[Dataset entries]
BEGIN

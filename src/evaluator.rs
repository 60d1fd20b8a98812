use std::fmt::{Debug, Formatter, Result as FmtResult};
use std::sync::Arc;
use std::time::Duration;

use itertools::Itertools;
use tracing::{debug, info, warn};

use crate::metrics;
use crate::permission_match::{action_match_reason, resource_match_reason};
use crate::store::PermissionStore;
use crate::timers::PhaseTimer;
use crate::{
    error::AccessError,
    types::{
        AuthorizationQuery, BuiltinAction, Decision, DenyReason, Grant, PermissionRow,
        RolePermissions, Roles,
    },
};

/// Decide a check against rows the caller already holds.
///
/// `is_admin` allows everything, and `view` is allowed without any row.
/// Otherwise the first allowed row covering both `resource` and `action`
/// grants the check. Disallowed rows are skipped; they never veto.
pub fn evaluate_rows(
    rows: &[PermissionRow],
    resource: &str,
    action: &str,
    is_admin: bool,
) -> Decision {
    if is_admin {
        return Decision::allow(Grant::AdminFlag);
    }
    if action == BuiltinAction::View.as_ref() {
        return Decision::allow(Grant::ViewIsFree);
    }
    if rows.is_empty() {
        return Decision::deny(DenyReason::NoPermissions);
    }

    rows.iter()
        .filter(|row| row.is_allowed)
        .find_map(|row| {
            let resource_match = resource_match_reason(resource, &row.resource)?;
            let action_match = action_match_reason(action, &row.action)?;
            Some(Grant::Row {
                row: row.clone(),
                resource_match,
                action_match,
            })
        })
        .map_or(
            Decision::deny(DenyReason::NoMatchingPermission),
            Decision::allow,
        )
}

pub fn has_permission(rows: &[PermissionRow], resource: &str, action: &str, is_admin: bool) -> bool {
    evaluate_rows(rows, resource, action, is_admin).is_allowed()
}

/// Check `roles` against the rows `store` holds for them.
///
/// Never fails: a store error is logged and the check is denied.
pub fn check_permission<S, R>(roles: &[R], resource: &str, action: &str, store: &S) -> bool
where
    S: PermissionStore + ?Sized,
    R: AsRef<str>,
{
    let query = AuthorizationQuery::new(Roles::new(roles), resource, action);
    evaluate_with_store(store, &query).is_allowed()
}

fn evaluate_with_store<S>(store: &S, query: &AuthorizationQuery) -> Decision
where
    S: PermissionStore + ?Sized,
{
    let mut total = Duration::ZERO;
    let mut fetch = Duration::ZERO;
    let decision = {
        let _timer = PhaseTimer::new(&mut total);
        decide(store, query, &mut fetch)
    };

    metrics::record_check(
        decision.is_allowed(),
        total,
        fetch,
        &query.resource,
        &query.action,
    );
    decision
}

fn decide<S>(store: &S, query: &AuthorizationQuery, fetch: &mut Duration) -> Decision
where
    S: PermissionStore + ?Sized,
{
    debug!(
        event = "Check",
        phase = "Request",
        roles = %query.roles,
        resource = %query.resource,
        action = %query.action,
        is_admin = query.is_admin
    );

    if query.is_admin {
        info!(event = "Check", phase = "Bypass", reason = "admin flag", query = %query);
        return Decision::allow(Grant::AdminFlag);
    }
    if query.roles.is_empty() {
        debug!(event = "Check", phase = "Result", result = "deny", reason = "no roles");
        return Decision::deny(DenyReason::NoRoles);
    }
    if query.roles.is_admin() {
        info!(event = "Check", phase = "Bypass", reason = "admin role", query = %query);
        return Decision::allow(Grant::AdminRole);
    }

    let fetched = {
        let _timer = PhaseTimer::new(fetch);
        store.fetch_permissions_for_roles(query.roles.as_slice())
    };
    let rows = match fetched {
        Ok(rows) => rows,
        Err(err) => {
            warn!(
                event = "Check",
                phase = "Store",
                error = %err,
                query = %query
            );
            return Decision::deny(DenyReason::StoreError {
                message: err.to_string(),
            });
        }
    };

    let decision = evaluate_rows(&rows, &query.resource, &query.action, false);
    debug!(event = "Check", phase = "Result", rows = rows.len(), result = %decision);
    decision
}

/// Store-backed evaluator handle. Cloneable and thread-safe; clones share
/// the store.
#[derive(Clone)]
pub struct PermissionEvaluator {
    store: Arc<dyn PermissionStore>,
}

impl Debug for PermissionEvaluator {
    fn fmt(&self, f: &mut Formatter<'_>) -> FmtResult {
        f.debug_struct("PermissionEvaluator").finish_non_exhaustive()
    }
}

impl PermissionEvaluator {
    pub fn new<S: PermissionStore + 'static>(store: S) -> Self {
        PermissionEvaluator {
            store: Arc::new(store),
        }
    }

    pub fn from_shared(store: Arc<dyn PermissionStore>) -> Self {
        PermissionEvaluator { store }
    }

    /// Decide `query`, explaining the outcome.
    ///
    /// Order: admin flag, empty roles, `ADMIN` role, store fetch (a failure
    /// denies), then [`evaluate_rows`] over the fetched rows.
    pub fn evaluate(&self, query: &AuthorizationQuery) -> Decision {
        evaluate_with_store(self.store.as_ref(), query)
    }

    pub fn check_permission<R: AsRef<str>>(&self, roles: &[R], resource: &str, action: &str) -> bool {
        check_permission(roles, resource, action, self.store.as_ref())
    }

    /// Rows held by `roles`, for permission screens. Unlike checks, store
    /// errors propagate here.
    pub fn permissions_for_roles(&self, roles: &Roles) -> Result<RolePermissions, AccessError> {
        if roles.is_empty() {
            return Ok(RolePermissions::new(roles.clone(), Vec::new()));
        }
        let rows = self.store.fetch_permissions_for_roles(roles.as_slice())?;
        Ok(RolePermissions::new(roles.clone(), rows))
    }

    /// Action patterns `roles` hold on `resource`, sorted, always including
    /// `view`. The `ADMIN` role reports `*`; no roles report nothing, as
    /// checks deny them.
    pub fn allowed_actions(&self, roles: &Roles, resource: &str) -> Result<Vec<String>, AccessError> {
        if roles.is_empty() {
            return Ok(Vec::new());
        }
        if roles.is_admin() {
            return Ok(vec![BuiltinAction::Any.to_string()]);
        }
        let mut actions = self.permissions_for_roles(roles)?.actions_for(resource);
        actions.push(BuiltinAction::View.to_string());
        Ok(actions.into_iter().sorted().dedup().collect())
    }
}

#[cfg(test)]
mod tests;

END

TASK REQUIREMENTS: Find the lines that mention "bool" in the entries and show them.

EXERCISE ANSWER:
    is_admin: bool,
pub fn has_permission(rows: &[PermissionRow], resource: &str, action: &str, is_admin: bool) -> bool {
pub fn check_permission<S, R>(roles: &[R], resource: &str, action: &str, store: &S) -> bool
    pub fn check_permission<R: AsRef<str>>(&self, roles: &[R], resource: &str, action: &str) -> bool {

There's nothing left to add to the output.